Se señala la rabia como un derecho, el derecho a no ser obligados a perdonar o a olvidar mientras persistan las estructuras que reproducen la opresión. Un derecho a sentir y expresar esa indignación, a usar la rabia como fuerza de resistencia y práctica de reparación. Lo que principalmente recoge esta pieza es hablar de la rabia como memoria y dignidad.
"En el plano de los individuos, la violencia desintoxica. Libera al colonizado de su complejo de inferioridad, de su actitud pasiva y desesperada. Lo embriaga porque le restituye su ser. La violencia ilumina, porque indica al pueblo los medios y los fines."Frantz Fanon, Los condenados de la tierra (1961)".
Muchos autores han hablado de la rabia como un recurso político indispensable en las luchas sociales. Fanon, a través de sus textos, nos ha mostrado cómo la violencia colonial genera inevitablemente una respuesta de furia que puede volverse motor de emancipación. En el feminismo decolonial se subraya que la rabia no es un problema a resolver, sino un síntoma de la colonialidad persistente y, a la vez, una grieta desde donde se articula la lucha.
En los discursos hegemónicos, la rabia suele aparecer como algo negativo, irracional, incluso peligroso. Se la criminaliza o patologiza, especialmente cuando proviene de pueblos colonizados, migrantes, mujeres o sujetos racializados. La colonialidad no solo expolió territorios y cuerpos, también impuso un régimen emocional en el que se espera que los otros respondan con gratitud o silencio. La rabia queda así proscrita, vista como una reacción excesiva o injustificada.

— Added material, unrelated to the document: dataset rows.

use std::sync::Arc;

use axum::extract::{Path, State};
use axum::http::StatusCode;
use axum::response::Html;
use axum::Json;
use serde::Serialize;

use crate::db::{self, queries};
use crate::errors::AppError;
use crate::models::{BookingEvent, BookingForm};
use crate::services::qr;
use crate::state::AppState;

static BOOK_HTML: &str = include_str!("../web/book.html");

pub async fn book_page() -> Html<&'static str> {
    Html(BOOK_HTML)
}

// POST /api/bookings
#[derive(Serialize)]
pub struct CreatedResponse {
    id: i64,
    status: String,
    whatsapp_link: String,
    whatsapp_qr: Option<String>,
}

pub async fn create_booking(
    State(state): State<Arc<AppState>>,
    Json(form): Json<BookingForm>,
) -> Result<(StatusCode, Json<CreatedResponse>), AppError> {
    let new_booking = form.validate()?;

    let booking = {
        let conn = db::lock(&state.db)?;
        queries::insert_booking(&conn, &new_booking)?
    };
    tracing::info!(booking_id = booking.id, service = %booking.service, "booking created");

    // Delivery continues in the background after the response is sent.
    let _ = state.notifier.dispatch(&booking, BookingEvent::Created);

    let whatsapp_link = state.notifier.whatsapp().link_for(&booking, BookingEvent::Created);
    let whatsapp_qr = match qr::svg_code(&whatsapp_link) {
        Ok(svg) => Some(svg),
        Err(e) => {
            tracing::warn!(booking_id = booking.id, error = %e, "could not render whatsapp QR code");
            None
        }
    };

    Ok((
        StatusCode::CREATED,
        Json(CreatedResponse {
            id: booking.id,
            status: booking.status.as_str().to_string(),
            whatsapp_link,
            whatsapp_qr,
        }),
    ))
}

// GET /api/bookings/:id
#[derive(Serialize)]
pub struct BookingSummary {
    id: i64,
    name: String,
    event_date: String,
    service: String,
    location: String,
    status: String,
}

pub async fn get_booking(
    State(state): State<Arc<AppState>>,
    Path(id): Path<i64>,
) -> Result<Json<BookingSummary>, AppError> {
    let booking = {
        let conn = db::lock(&state.db)?;
        queries::get_booking_by_id(&conn, id)?
    }
    .ok_or_else(|| AppError::NotFound(format!("booking {id}")))?;

    Ok(Json(BookingSummary {
        id: booking.id,
        name: booking.name,
        event_date: booking.event_date.format("%Y-%m-%d").to_string(),
        service: booking.service,
        location: booking.location,
        status: booking.status.as_str().to_string(),
    }))
}
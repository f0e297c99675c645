/// Strips everything but ASCII digits.
pub fn digits(phone: &str) -> String {
    phone.chars().filter(|c| c.is_ascii_digit()).collect()
}

/// Number with country code, no `+`. Ten-digit local numbers get
/// `country_code` prefixed; anything longer is assumed to carry one already.
pub fn international(phone: &str, country_code: &str) -> String {
    let d = digits(phone);
    if d.len() == 10 {
        format!("{}{}", digits(country_code), d)
    } else {
        d
    }
}

/// Local number without the country code, as bulk SMS gateways expect.
pub fn national(phone: &str, country_code: &str) -> String {
    let d = digits(phone);
    let cc = digits(country_code);
    match d.strip_prefix(cc.as_str()) {
        Some(rest) if d.len() > 10 && rest.len() == 10 => rest.to_string(),
        _ => d,
    }
}
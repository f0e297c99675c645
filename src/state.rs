use std::sync::Arc;

use crate::config::AppConfig;
use crate::db::Db;
use crate::services::auth::{OtpStore, SessionStore};
use crate::services::notify::Notifier;

pub struct AppState {
    pub db: Db,
    pub config: AppConfig,
    pub notifier: Arc<Notifier>,
    pub sessions: SessionStore,
    pub otp: OtpStore,
}

impl AppState {
    pub fn new(db: Db, config: AppConfig, notifier: Arc<Notifier>) -> Self {
        Self {
            sessions: SessionStore::new(config.secret_key.clone(), config.session_ttl_hours),
            otp: OtpStore::new(config.secret_key.clone()),
            db,
            config,
            notifier,
        }
    }
}
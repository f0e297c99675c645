use std::sync::{Arc, Mutex};
use std::time::Duration;

use tracing_subscriber::EnvFilter;

use eventbook::config::AppConfig;
use eventbook::db;
use eventbook::handlers;
use eventbook::services::messaging::brevo::BrevoEmailProvider;
use eventbook::services::messaging::fast2sms::Fast2SmsProvider;
use eventbook::services::messaging::whatsapp::WhatsAppApiProvider;
use eventbook::services::messaging::MessagingProvider;
use eventbook::services::notify::{EmailChannel, Notifier, SmsChannel, WhatsAppChannel};
use eventbook::services::reminder;
use eventbook::state::AppState;

fn build_notifier(config: &AppConfig, db: db::Db, client: reqwest::Client) -> Notifier {
    let email = match (&config.brevo_api_key, &config.admin_email) {
        (Some(key), Some(admin_email)) => {
            tracing::info!("email notifications enabled (Brevo)");
            let provider = BrevoEmailProvider::new(
                client.clone(),
                key.clone(),
                config.business_name.clone(),
                admin_email.clone(),
            );
            Some(EmailChannel::new(
                Box::new(provider),
                admin_email.clone(),
                config.business_name.clone(),
            ))
        }
        _ => {
            tracing::warn!("BREVO_API_KEY or ADMIN_EMAIL not set, email notifications disabled");
            None
        }
    };

    let whatsapp_api: Option<Box<dyn MessagingProvider>> =
        match (&config.whatsapp_instance_id, &config.whatsapp_token) {
            (Some(instance), Some(token)) => {
                tracing::info!("WhatsApp API enabled (instance: {instance})");
                Some(Box::new(WhatsAppApiProvider::new(
                    client.clone(),
                    instance.clone(),
                    token.clone(),
                )))
            }
            _ => {
                tracing::info!("WhatsApp API not configured, using wa.me links");
                None
            }
        };
    let whatsapp = WhatsAppChannel::new(
        whatsapp_api,
        config.admin_whatsapp.clone(),
        config.country_code.clone(),
        config.business_name.clone(),
    );

    let sms = match &config.fast2sms_api_key {
        Some(key) => {
            tracing::info!("SMS notifications enabled (Fast2SMS)");
            Some(SmsChannel::new(
                Box::new(Fast2SmsProvider::new(client, key.clone())),
                config.country_code.clone(),
                config.business_name.clone(),
            ))
        }
        None => {
            tracing::warn!("FAST2SMS_API_KEY not set, SMS notifications disabled");
            None
        }
    };

    Notifier::new(db, email, whatsapp, sms)
}

#[tokio::main]
async fn main() -> anyhow::Result<()> {
    let _ = dotenvy::dotenv();

    tracing_subscriber::fmt()
        .with_env_filter(EnvFilter::try_from_default_env().unwrap_or_else(|_| "info".into()))
        .init();

    let config = AppConfig::from_env();
    config.warn_on_defaults();

    let conn = db::init_db(&config.database_url)?;
    let db: db::Db = Arc::new(Mutex::new(conn));

    let client = reqwest::Client::builder()
        .timeout(Duration::from_secs(config.notify_timeout_secs))
        .build()?;

    let notifier = Arc::new(build_notifier(&config, Arc::clone(&db), client));

    reminder::spawn_daily(Arc::clone(&db), Arc::clone(&notifier), config.reminder_at);
    tracing::info!("daily reminders scheduled at {}", config.reminder_at.format("%H:%M"));

    let state = Arc::new(AppState::new(db, config.clone(), notifier));
    let app = handlers::router(state);

    let addr = format!("0.0.0.0:{}", config.port);
    tracing::info!("starting server on {addr}");

    let listener = tokio::net::TcpListener::bind(&addr).await?;
    axum::serve(listener, app).await?;

    Ok(())
}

El derecho a la rabia es una noción que se ha ido articulando desde movimientos antirracistas como forma de legitimar emociones históricamente desautorizadas en los cuerpos y comunidades subalternizadas. La rabia no es un estorbo ni una patología, sino un saber encarnado, un recurso político y una forma de desobediencia frente a la colonialidad. Al reivindicarla como memoria afectiva de esta herida colonial no cerrada, no hablamos de un sentimiento individual aislado, sino de una expresión histórica y colectiva que conecta las violencias pasadas con las presentes. La rabia es huella y continuidad de la esclavitud, del despojo y del racismo estructural que opera hasta el día de hoy.